Antes, na primeira parte do livro, Marcelino faz espécie de introdução à sua abordagem temática, tratando de questões mais gerais: a relação entre o esporte e as artes, as letras, o Modernismo, a identidade, a memória. Já na terceira parte, o autor de Mil e uma noites de futebol: o Brasil moderno de Mário Filho (Editora UFMG, 2006) aborda a importância dos jornais e de outras mídias para a construção do ideário futebolístico no país.

Na quarta – e última – parte do livro, Marcelino retoma as relações entre o esporte e diversos campos da vida humana, como o cinema e a literatura, e propõe diálogos até mesmo com outros esportes, como o surfe. Neste bloco, o futebol é pensado como construção discursiva e, ao mesmo tempo, mote para discursos. Após esse bloco, o livro ainda traz um texto inédito do autor, mais próximo da crônica que do ensaio, em que ele faz breve reflexão sobre O que foi feito do país do futebol?, à luz da realização da Copa do Mundo de 2014 no Brasil.

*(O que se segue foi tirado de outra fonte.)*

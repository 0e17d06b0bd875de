#![warn(unused_extern_crates)]

//! # keydiag
//!
//! Diagnostics aggregator for hardware security keys. Enumerates every
//! reachable device over PC/SC, HID OTP and HID FIDO, probes the
//! applications each transport can reach (management, PIV, OATH,
//! OpenPGP, OTP state, CTAP2) and renders one tab-indented text report.
//!
//! Failures are contained where they happen and show up as report
//! text; [`generate_diagnostics_report`] itself never fails.
//!
//! ## Architecture
//!
//! - **Report**: append-only line buffer, joined with newlines
//! - **Probes**: closed application probe set, one contained outcome each
//! - **Backends**: trait seams per transport; the hardware
//!   implementations live in `keydiag-transport`, tests plug in mocks
//!
//! ## Example
//!
//! ```no_run
//! let report = keydiag::generate_diagnostics_report();
//! print!("{report}");
//! ```

pub mod backend;
pub mod diag;
pub mod error;
pub mod probe;
pub mod report;
pub mod sysinfo;

// Seam implementations on the keydiag-transport types
mod hardware;

// Re-export main types at root level for convenience
pub use diag::{Transport, diagnostics_report_with, generate_diagnostics_report};
pub use error::{Error, Result};
pub use report::Report;

// Device vocabulary from the transport crate, for seam implementors
pub use keydiag_transport::{
    Ctap2Info, DeviceHandle, DeviceInfo, FormFactor, ManagementKeyType, OathInfo, OpenPgpInfo,
    OtpState, PivSummary, ProductFamily, ProductId, UsbInterfaces, Version, device_name,
};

Neste texto, Marcelino sugere que a potência do futebol como o antigo mito político que representava se exauriu. “Chegou a hora, enfim, de renegociarmos a imagem que fazemos de nós mesmos, no futebol e em outros campos. O mito populista do Brasil malandro, do Brasil do samba, do carnaval e do futebol talvez já não nos represente mais com a mesma eficácia”, insinua.

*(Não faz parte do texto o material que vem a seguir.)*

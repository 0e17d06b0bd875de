//! HID backends: OTP (keyboard interface) and FIDO (CTAPHID).
//!
//! Packet format for CTAPHID:
//! - Initialization packet: CID(4) + CMD(1) + BCNT(2) + DATA(57)
//! - Continuation packet: CID(4) + SEQ(1) + DATA(59)
//!
//! The OTP interface has no interrupt pipe; everything moves through
//! 8-byte feature reports, with a sequence/flags byte in the last
//! position and a CRC-protected 70-byte frame for commands.

use std::ffi::CStr;
use std::thread;
use std::time::Duration;

use hidapi::{HidApi, HidDevice};
use tracing::debug;

use crate::ctap::CtapError;
use crate::device::{DeviceHandle, ProductId, Version};
use crate::error::{Error, Result};
use crate::mgmt::{CTAPHID_READ_CONFIG, ConfigRead, SLOT_CAPABILITIES};

/// USB vendor ids the backends enumerate.
const VENDOR_IDS: [u16; 2] = [0x1050, 0x20a0];

/// FIDO HID usage page.
const FIDO_USAGE_PAGE: u16 = 0xf1d0;

/// Generic desktop page / keyboard usage of the OTP interface.
const OTP_USAGE_PAGE: u16 = 0x0001;
const OTP_USAGE: u16 = 0x06;

/// HID packet size (fixed at 64 bytes for USB HID).
const PACKET_SIZE: usize = 64;

/// Maximum CTAPHID message size.
const MAX_MESSAGE_SIZE: usize = 7609;

/// Broadcast channel ID (used for the INIT command).
const BROADCAST_CID: u32 = 0xffff_ffff;

/// Initialization packet payload size (64 - 4 CID - 1 CMD - 2 BCNT).
const INIT_DATA_SIZE: usize = 57;

/// Continuation packet payload size (64 - 4 CID - 1 SEQ).
const CONT_DATA_SIZE: usize = 59;

const CMD_INIT: u8 = 0x06;
const CMD_CBOR: u8 = 0x10;
const CMD_KEEPALIVE: u8 = 0x3b;
const CMD_ERROR: u8 = 0x3f;

const READ_TIMEOUT_MS: i32 = 5000;

/// Enumerates security keys exposing the OTP keyboard interface.
#[derive(Debug, Default)]
pub struct HidOtpBackend;

impl HidOtpBackend {
    pub fn new() -> Self {
        HidOtpBackend
    }

    pub fn list_devices(&self) -> Result<Vec<DeviceHandle>> {
        let api = HidApi::new()?;
        let devices: Vec<DeviceHandle> = api
            .device_list()
            .filter(|dev| {
                VENDOR_IDS.contains(&dev.vendor_id())
                    && dev.usage_page() == OTP_USAGE_PAGE
                    && dev.usage() == OTP_USAGE
            })
            .map(|dev| {
                DeviceHandle::for_hid_path(Some(ProductId(dev.product_id())), dev.path().to_owned())
            })
            .collect();
        debug!(count = devices.len(), "security keys reachable over HID OTP");
        Ok(devices)
    }

    pub fn open(&self, device: &DeviceHandle) -> Result<OtpHidConnection> {
        let path = device.hid_path().ok_or(Error::ForeignHandle)?;
        let api = HidApi::new()?;
        Ok(OtpHidConnection {
            device: api.open_path(path)?,
        })
    }
}

/// Enumerates security keys exposing the FIDO interface.
#[derive(Debug, Default)]
pub struct HidFidoBackend;

impl HidFidoBackend {
    pub fn new() -> Self {
        HidFidoBackend
    }

    pub fn list_devices(&self) -> Result<Vec<DeviceHandle>> {
        let api = HidApi::new()?;
        let devices: Vec<DeviceHandle> = api
            .device_list()
            .filter(|dev| {
                VENDOR_IDS.contains(&dev.vendor_id()) && dev.usage_page() == FIDO_USAGE_PAGE
            })
            .map(|dev| {
                DeviceHandle::for_hid_path(Some(ProductId(dev.product_id())), dev.path().to_owned())
            })
            .collect();
        debug!(count = devices.len(), "security keys reachable over HID FIDO");
        Ok(devices)
    }

    pub fn open(&self, device: &DeviceHandle) -> Result<FidoHidConnection> {
        let path = device.hid_path().ok_or(Error::ForeignHandle)?;
        let api = HidApi::new()?;
        FidoHidConnection::open(&api, path)
    }
}

// OTP feature-report protocol.

const FEATURE_RPT_SIZE: usize = 8;
const FEATURE_RPT_DATA_SIZE: usize = FEATURE_RPT_SIZE - 1;
const SLOT_DATA_SIZE: usize = 64;
const FRAME_SIZE: usize = SLOT_DATA_SIZE + 6;

const RESP_PENDING_FLAG: u8 = 0x40;
const SLOT_WRITE_FLAG: u8 = 0x80;
const SEQUENCE_MASK: u8 = 0x1f;

const MAX_STATUS_POLLS: u32 = 100;
const POLL_INTERVAL: Duration = Duration::from_millis(20);

const MAX_WRITE_POLLS: u32 = 20;
const WRITE_POLL_INTERVAL: Duration = Duration::from_millis(50);

/// An open connection to the OTP keyboard interface.
pub struct OtpHidConnection {
    device: HidDevice,
}

impl OtpHidConnection {
    /// Current status report: version triple, sequence and touch level.
    pub fn read_status(&mut self) -> Result<[u8; FEATURE_RPT_SIZE]> {
        self.device.recv_feature()
    }

    /// Sends a slot command and collects the sequenced response frames.
    pub(crate) fn send_and_receive(&mut self, slot: u8, payload: &[u8]) -> Result<Vec<u8>> {
        exchange(&mut self.device, slot, payload)
    }
}

/// Feature-report exchange the slot protocol runs over. The hidapi
/// report-id byte is handled in the device impl so the protocol code
/// sees bare 8-byte reports.
trait FeatureReport {
    fn send_feature(&mut self, report: &[u8; FEATURE_RPT_SIZE]) -> Result<()>;
    fn recv_feature(&mut self) -> Result<[u8; FEATURE_RPT_SIZE]>;
}

impl FeatureReport for HidDevice {
    fn send_feature(&mut self, report: &[u8; FEATURE_RPT_SIZE]) -> Result<()> {
        let mut buf = [0u8; FEATURE_RPT_SIZE + 1];
        buf[1..].copy_from_slice(report);
        self.send_feature_report(&buf)?;
        Ok(())
    }

    fn recv_feature(&mut self) -> Result<[u8; FEATURE_RPT_SIZE]> {
        let mut buf = [0u8; FEATURE_RPT_SIZE + 1];
        let read = self.get_feature_report(&mut buf)?;
        if read < FEATURE_RPT_SIZE {
            return Err(Error::InvalidResponse(format!(
                "feature report of {read} bytes"
            )));
        }
        let mut report = [0u8; FEATURE_RPT_SIZE];
        report.copy_from_slice(&buf[1..=FEATURE_RPT_SIZE]);
        Ok(report)
    }
}

fn exchange<D: FeatureReport>(device: &mut D, slot: u8, payload: &[u8]) -> Result<Vec<u8>> {
    send_frame(device, slot, payload)?;
    read_frame_response(device)
}

/// Sends one CRC-framed slot command as a series of feature reports.
fn send_frame<D: FeatureReport>(device: &mut D, slot: u8, payload: &[u8]) -> Result<()> {
    if payload.len() > SLOT_DATA_SIZE {
        return Err(Error::InvalidResponse(format!(
            "slot payload too long: {} bytes",
            payload.len()
        )));
    }
    let mut frame = [0u8; FRAME_SIZE];
    frame[..payload.len()].copy_from_slice(payload);
    frame[SLOT_DATA_SIZE] = slot;
    let crc = !calculate_crc(&frame[..SLOT_DATA_SIZE]);
    frame[SLOT_DATA_SIZE + 1..SLOT_DATA_SIZE + 3].copy_from_slice(&crc.to_le_bytes());

    // All-zero reports are skipped on the wire, except the final one
    // which tells the key the frame is complete. The key consumes one
    // report at a time and keeps the write flag raised until it has.
    for (seq, chunk) in frame.chunks(FEATURE_RPT_DATA_SIZE).enumerate() {
        let last = (seq + 1) * FEATURE_RPT_DATA_SIZE >= FRAME_SIZE;
        if last || chunk.iter().any(|&b| b != 0) {
            await_ready_to_write(device)?;
            let mut report = [0u8; FEATURE_RPT_SIZE];
            report[..chunk.len()].copy_from_slice(chunk);
            report[FEATURE_RPT_SIZE - 1] = SLOT_WRITE_FLAG | seq as u8;
            device.send_feature(&report)?;
        }
    }
    Ok(())
}

/// Polls until the key clears the write flag and can take a report.
fn await_ready_to_write<D: FeatureReport>(device: &mut D) -> Result<()> {
    for _ in 0..MAX_WRITE_POLLS {
        let report = device.recv_feature()?;
        if report[FEATURE_RPT_SIZE - 1] & SLOT_WRITE_FLAG == 0 {
            return Ok(());
        }
        thread::sleep(WRITE_POLL_INTERVAL);
    }
    Err(Error::Timeout)
}

/// Collects the sequenced response frames after a slot command.
fn read_frame_response<D: FeatureReport>(device: &mut D) -> Result<Vec<u8>> {
    let mut response = Vec::new();
    let mut seq = 0u8;
    let mut polls = 0;
    loop {
        let report = device.recv_feature()?;
        let status = report[FEATURE_RPT_SIZE - 1];
        if status & RESP_PENDING_FLAG != 0 {
            if status & SEQUENCE_MASK == seq {
                response.extend_from_slice(&report[..FEATURE_RPT_DATA_SIZE]);
                seq += 1;
            } else if status & SEQUENCE_MASK == 0 {
                // Sequence wrapped back to zero: transmission complete.
                reset_read_state(device)?;
                return Ok(response);
            }
        } else {
            // Nothing pending yet; the key needs a moment, or a touch.
            polls += 1;
            if polls > MAX_STATUS_POLLS {
                return Err(Error::Timeout);
            }
            thread::sleep(POLL_INTERVAL);
        }
    }
}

Com seu argumento, Marcelino finalmente fecha a porta para alguns dos principais lugares-comuns que insistiam em pautar a recepção e a percepção do esporte no Brasil. Por outro lado, ele descobre uma janela para novo entendimento do esporte: “Está novamente aberta a oportunidade histórica de reconstruirmos o passado e fazermos brilhar dele uma promessa de futuro. Contemos outra vez a história do futebol brasileiro”, propõe o autor.

Livro: Quem desloca tem preferência: ensaios sobre futebol, jornalismo e literatura
Autor: Marcelino Rodrigues da Silva
Relicário Edições
Relicário Edições
Lançamento: 29 de novembro, às 11h, na Livraria Quixote (Rua Fernandes Tourinho, 274, Savassi).